>>

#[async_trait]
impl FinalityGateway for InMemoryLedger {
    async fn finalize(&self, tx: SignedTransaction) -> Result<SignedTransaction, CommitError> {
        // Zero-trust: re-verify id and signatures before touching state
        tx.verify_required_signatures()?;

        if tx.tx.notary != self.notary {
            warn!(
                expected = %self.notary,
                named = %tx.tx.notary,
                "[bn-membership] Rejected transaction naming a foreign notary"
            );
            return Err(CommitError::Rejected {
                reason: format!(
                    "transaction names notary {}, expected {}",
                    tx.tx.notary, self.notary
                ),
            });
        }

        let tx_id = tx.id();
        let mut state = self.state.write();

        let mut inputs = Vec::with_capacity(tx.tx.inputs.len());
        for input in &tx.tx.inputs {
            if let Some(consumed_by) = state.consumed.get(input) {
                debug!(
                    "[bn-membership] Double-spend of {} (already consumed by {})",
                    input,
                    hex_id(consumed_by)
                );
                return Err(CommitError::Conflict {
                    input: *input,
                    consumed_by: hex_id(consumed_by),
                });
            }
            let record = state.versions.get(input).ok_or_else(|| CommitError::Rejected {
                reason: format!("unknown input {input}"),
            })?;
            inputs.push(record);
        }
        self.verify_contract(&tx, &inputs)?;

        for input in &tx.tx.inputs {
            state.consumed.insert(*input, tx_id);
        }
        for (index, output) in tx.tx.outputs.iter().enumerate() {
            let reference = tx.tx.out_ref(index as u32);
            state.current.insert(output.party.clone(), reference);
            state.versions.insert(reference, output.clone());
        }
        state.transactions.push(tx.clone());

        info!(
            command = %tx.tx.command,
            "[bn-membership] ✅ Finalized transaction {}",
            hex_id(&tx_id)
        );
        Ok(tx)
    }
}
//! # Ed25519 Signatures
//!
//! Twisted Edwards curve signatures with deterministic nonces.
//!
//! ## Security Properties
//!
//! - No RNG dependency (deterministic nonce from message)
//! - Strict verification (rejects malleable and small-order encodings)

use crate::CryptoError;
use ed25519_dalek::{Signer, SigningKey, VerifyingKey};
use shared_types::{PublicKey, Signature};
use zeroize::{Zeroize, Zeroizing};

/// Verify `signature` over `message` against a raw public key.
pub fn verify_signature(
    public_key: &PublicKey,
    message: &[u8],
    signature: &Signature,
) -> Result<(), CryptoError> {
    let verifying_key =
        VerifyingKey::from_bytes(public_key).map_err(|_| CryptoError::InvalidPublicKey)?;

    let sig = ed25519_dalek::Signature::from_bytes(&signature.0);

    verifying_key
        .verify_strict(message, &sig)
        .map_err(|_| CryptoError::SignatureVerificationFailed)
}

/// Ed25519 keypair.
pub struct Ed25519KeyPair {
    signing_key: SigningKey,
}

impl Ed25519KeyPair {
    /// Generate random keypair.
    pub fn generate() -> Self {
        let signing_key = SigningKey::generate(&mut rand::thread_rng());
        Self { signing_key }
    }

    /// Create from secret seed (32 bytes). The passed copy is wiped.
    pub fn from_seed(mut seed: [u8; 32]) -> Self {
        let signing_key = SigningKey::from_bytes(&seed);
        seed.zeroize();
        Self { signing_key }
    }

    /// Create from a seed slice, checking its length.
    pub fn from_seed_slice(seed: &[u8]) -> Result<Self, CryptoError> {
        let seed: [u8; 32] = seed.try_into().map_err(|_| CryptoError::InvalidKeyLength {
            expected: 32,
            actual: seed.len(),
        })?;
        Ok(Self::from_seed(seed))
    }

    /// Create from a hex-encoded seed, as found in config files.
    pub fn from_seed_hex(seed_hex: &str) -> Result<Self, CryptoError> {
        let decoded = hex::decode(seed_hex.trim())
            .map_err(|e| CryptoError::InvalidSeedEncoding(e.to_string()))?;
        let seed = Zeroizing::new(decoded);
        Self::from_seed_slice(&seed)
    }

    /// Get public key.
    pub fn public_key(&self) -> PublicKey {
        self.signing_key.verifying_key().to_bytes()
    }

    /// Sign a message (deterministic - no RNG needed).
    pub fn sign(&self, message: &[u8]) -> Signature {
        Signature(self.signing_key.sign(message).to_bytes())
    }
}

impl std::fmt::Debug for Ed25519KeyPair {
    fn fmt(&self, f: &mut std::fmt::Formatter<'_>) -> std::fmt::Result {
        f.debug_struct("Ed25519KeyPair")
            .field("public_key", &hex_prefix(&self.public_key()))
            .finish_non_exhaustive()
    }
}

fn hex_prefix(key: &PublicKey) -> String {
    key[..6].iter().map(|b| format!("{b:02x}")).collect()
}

<<
>>

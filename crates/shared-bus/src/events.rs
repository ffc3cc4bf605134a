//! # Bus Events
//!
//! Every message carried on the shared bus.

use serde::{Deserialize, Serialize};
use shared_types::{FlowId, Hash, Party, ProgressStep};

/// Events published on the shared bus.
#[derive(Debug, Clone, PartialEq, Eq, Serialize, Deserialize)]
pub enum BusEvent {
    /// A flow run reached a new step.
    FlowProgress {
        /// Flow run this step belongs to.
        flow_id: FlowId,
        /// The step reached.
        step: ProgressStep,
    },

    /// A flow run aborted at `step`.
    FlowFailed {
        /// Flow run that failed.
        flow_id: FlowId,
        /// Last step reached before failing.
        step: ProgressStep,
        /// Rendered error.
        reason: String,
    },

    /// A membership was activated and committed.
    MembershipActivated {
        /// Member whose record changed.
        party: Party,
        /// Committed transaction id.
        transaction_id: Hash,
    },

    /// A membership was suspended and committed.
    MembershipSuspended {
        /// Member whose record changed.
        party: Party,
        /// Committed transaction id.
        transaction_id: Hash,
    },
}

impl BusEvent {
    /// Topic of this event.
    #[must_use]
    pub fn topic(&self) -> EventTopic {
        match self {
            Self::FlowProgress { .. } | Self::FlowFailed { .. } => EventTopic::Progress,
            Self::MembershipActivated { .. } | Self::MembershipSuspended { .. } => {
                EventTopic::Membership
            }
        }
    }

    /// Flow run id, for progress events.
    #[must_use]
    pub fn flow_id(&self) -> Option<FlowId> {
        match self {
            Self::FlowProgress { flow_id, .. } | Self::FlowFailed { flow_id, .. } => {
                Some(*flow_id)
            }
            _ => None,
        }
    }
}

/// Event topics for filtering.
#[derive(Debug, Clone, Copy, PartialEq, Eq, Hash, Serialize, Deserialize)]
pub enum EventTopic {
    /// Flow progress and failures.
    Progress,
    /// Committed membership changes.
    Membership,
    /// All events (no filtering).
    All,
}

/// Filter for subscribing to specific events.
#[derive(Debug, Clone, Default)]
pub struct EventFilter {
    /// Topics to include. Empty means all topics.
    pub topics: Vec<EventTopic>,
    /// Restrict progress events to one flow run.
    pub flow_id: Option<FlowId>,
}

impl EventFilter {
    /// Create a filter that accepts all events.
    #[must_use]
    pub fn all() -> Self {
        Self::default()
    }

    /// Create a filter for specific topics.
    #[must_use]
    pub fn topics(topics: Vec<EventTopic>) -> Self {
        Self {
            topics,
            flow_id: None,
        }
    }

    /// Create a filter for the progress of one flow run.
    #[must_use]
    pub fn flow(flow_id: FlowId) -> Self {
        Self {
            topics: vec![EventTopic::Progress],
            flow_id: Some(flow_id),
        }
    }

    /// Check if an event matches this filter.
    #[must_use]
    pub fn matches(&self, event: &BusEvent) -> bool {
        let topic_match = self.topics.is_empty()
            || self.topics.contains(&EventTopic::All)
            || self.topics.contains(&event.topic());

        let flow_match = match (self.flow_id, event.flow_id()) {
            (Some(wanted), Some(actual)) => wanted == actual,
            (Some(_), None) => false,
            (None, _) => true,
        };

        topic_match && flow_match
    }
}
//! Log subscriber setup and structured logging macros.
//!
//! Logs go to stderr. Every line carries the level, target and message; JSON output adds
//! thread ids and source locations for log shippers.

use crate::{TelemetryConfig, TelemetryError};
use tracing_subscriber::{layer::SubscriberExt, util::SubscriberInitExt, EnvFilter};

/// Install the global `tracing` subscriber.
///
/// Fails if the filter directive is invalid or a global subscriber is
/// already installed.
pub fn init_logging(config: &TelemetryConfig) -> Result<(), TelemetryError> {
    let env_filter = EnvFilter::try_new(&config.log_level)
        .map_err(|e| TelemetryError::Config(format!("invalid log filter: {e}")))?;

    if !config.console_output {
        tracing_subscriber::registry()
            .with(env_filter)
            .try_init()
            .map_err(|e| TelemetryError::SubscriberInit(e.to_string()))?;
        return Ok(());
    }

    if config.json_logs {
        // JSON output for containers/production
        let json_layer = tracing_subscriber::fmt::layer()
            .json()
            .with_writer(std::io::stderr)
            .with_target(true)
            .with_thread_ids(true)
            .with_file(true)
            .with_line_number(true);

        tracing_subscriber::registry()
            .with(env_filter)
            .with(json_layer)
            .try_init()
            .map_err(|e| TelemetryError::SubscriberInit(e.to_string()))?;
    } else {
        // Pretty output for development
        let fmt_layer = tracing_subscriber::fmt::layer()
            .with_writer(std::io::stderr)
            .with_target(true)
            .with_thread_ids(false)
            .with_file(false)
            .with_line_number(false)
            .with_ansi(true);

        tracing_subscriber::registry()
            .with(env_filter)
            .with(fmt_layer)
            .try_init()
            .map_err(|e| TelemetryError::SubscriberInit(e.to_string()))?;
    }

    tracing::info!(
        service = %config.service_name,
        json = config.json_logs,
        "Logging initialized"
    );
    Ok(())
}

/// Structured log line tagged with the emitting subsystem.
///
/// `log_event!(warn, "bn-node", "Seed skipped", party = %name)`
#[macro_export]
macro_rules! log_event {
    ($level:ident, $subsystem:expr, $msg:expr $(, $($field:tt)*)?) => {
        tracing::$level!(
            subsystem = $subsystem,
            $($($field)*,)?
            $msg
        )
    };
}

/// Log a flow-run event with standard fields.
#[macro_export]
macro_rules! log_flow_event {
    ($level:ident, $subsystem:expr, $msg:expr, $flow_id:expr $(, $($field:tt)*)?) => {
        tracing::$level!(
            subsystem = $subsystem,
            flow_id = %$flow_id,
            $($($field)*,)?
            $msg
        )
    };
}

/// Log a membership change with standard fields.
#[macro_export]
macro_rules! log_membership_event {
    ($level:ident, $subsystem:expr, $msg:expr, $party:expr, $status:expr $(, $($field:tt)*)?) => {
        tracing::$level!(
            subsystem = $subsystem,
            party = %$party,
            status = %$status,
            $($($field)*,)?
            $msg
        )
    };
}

<<
>>

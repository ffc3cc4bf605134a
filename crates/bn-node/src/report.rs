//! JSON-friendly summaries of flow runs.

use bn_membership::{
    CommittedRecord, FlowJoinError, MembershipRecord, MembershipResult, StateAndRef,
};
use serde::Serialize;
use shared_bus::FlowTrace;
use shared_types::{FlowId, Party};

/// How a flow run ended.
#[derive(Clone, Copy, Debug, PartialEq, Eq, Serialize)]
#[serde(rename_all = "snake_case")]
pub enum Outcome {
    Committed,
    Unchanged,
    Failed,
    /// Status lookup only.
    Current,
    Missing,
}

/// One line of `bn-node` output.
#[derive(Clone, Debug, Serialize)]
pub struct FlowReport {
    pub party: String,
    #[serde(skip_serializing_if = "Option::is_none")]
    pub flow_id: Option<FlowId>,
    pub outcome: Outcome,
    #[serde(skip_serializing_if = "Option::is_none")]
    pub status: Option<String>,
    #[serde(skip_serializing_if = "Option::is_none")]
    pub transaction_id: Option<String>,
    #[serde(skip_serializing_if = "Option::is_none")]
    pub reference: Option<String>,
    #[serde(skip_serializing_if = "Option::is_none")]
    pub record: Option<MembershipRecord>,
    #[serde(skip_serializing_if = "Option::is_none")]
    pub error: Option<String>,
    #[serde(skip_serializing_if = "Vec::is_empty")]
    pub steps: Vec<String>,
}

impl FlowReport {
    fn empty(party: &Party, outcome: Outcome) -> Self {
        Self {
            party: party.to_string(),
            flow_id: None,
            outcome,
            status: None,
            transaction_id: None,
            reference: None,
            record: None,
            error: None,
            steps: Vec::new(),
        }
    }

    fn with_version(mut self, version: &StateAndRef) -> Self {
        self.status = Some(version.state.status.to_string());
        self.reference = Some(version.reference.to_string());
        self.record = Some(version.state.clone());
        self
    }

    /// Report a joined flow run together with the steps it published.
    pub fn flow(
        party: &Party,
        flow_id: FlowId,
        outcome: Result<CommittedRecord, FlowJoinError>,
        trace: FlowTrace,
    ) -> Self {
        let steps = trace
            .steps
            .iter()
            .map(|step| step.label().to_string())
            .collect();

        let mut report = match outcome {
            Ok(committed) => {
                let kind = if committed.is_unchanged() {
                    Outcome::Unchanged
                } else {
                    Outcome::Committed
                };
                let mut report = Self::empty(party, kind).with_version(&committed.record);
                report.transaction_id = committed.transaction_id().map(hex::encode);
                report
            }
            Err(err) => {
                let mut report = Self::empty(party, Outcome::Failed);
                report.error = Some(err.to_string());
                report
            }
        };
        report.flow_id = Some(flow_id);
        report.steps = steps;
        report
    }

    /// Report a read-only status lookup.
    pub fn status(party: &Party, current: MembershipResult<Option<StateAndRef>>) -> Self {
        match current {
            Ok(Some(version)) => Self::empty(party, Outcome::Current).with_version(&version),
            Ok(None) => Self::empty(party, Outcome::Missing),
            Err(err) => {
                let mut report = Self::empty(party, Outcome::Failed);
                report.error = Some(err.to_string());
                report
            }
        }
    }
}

<<

What you will do
Out of the material above, output word for word the line with "of this event.", the line with "pub enum EventTopic", and all lines between them, with nothing else.

Output for this task
    /// Topic of this event.
    #[must_use]
    pub fn topic(&self) -> EventTopic {
        match self {
            Self::FlowProgress { .. } | Self::FlowFailed { .. } => EventTopic::Progress,
            Self::MembershipActivated { .. } | Self::MembershipSuspended { .. } => {
                EventTopic::Membership
            }
        }
    }

    /// Flow run id, for progress events.
    #[must_use]
    pub fn flow_id(&self) -> Option<FlowId> {
        match self {
            Self::FlowProgress { flow_id, .. } | Self::FlowFailed { flow_id, .. } => {
                Some(*flow_id)
            }
            _ => None,
        }
    }
}

/// Event topics for filtering.
#[derive(Debug, Clone, Copy, PartialEq, Eq, Hash, Serialize, Deserialize)]
pub enum EventTopic {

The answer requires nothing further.